Image courtesy of Hovic via Flickr Creative Commons
A lack of rain during important phases of crop growth has significantly reduced the outlook for Syria’s wheat production, which has already been compromised by three years of conflict.

By Codi Kozacek
Circle of Blue

Wheat production in Syria this year will be 52 percent below the annual average between 2001 and 2011 due to a drought and the ongoing civil war, according to a food security outlook published Thursday by the Food and Agriculture Organization of the United Nations. The poor harvest is expected to increase the need for food imports and push up food prices.

Areas of northwestern Syria have received 55 to 85 percent less rainfall than normal since October, and a drought warning has been declared in at least five regions by the Syrian Ministry of Agriculture and Agrarian Reform (MAAR). The drought is compounding problems created by the 3-year civil war, which has made it difficult for farmers to source supplies, damaged farm equipment and irrigation schemes, and created shortages of fuel that power the irrigation pumps.

The FAO predicts that wheat harvests this year will produce 1.97 million metric tons, while the Syrian government has said it expects wheat production to reach 2.95 million metric tons. Both estimates are a decline from last year and are significantly lower than harvests before the war. Land area planted with crops has also declined, with about 15 percent fewer hectares planted than the average between 2007 and 2011.

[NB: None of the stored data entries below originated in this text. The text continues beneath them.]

pub mod inference_process;
pub mod mock_detector;
pub mod ort_detector;
pub mod predictor;

pub use mock_detector::MockDetector;
pub use ort_detector::*;
pub use predictor::{Predictor, Segment};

Diminishing supplies of domestic wheat and other staple crops, like barley, are expected to increase imports, which already account for a large portion of Syria’s cereal supplies. Between July 2013 and February, the country imported 1.3 million metric tons of cereal grains. Meanwhile, inflation rates for cereal and food prices reached 166 percent last August and were 108 percent by November, the report said.

“The pressure continues to mount on displaced families and other vulnerable farmers, threatening long-term consequences for their food security, health and economic survival,” Eriko Hibi, the FAO Representative in Syria, said in a press release.

There were 6.5 million people displaced within Syria as of December 2013, and nearly 2.7 million Syrian refugees were registered in neighboring countries as of this month, meaning nearly half the country’s population is displaced. . A report released this month by the Switzerland-based Internal Displacement Monitoring Center showed that a record number of people—33 million—are displaced worldwide, with 43 percent of new displacements in 2013 occurring in Syria. The FAO has asked for $US 43.6 million in 2014 to help families in Syria provide their own food. Only 3.8 percent of the aid required for the agricultural sector has been raised so far, according to the report.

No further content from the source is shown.